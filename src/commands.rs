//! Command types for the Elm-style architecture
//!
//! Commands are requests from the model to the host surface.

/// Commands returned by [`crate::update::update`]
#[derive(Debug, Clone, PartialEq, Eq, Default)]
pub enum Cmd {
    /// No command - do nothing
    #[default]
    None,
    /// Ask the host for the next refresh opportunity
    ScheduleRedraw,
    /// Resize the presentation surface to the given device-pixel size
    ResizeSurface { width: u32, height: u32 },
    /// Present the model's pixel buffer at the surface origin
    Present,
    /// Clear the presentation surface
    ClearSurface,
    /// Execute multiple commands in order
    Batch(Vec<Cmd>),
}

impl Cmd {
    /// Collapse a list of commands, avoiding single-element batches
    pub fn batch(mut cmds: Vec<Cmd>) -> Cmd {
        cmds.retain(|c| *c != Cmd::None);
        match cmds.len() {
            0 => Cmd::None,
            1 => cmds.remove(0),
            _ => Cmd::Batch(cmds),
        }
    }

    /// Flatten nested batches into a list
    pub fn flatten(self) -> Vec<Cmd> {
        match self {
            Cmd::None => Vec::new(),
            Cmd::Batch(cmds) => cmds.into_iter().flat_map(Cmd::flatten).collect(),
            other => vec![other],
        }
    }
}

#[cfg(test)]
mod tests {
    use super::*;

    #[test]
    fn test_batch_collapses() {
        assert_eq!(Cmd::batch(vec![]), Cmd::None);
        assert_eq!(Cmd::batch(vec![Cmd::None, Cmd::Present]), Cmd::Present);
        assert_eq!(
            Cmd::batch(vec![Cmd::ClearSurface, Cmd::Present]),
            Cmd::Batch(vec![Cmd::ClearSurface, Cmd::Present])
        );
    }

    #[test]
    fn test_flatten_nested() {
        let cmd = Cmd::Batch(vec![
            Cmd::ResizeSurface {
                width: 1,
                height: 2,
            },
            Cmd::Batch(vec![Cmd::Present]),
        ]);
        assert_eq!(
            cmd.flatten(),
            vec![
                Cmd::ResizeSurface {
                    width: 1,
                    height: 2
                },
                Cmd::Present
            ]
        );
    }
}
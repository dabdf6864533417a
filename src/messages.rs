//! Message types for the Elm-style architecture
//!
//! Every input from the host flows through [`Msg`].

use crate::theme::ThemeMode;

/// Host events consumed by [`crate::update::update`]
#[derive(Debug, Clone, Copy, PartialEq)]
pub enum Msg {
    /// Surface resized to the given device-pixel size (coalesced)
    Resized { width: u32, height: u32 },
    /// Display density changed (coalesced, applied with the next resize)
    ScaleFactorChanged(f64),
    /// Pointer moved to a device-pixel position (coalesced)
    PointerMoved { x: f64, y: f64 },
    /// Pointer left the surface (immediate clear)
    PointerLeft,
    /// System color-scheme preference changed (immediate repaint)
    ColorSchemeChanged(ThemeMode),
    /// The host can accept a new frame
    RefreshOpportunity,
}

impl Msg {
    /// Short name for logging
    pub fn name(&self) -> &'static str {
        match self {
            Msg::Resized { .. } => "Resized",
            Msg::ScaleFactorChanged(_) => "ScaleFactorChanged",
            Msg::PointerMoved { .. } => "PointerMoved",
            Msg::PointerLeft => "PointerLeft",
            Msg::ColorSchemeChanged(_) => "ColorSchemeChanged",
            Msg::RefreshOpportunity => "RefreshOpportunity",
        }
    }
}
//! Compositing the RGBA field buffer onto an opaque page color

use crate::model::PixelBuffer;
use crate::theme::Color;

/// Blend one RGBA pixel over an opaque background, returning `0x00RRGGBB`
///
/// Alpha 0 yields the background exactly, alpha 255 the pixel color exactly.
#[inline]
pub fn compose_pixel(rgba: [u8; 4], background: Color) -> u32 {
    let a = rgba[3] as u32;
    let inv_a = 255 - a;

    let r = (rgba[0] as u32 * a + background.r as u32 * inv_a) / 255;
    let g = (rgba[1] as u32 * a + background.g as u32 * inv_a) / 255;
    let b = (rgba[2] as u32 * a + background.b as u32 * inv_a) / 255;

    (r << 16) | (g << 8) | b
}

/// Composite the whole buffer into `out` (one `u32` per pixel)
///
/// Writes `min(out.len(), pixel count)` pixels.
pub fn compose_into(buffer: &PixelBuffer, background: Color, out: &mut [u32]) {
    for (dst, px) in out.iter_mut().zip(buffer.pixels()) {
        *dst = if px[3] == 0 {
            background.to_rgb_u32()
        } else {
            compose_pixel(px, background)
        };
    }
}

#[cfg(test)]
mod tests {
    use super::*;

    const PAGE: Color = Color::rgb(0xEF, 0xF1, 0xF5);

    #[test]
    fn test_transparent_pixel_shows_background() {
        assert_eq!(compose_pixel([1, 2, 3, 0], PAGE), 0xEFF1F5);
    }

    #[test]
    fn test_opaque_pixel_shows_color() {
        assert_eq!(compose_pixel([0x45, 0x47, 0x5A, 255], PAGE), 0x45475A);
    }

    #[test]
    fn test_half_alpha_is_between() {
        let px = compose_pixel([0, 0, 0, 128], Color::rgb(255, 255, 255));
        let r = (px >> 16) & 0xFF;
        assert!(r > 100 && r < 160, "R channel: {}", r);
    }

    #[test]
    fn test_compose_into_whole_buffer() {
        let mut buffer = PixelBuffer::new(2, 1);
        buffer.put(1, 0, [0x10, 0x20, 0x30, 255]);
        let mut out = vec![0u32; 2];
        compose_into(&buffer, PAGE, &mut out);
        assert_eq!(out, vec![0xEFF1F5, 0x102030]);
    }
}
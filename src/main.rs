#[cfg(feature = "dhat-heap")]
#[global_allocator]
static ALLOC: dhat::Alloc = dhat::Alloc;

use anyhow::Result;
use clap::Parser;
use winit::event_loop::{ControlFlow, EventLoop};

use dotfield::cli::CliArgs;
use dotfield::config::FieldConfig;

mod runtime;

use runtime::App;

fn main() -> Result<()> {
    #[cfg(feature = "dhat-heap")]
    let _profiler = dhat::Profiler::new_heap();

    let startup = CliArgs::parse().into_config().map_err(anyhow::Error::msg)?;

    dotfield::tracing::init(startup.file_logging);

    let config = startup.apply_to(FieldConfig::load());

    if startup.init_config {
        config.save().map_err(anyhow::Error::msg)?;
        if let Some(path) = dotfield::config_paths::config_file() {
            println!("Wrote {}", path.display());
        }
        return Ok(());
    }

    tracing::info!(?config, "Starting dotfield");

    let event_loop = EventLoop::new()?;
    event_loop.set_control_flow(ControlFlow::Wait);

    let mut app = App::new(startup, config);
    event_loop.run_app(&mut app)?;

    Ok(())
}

# # #

** WHAT THE TASK REQUIRES **
The expected answer is a copy of each line above containing "batches".

** REPLY TO THE TASK **
    /// Collapse a list of commands, avoiding single-element batches
    /// Flatten nested batches into a list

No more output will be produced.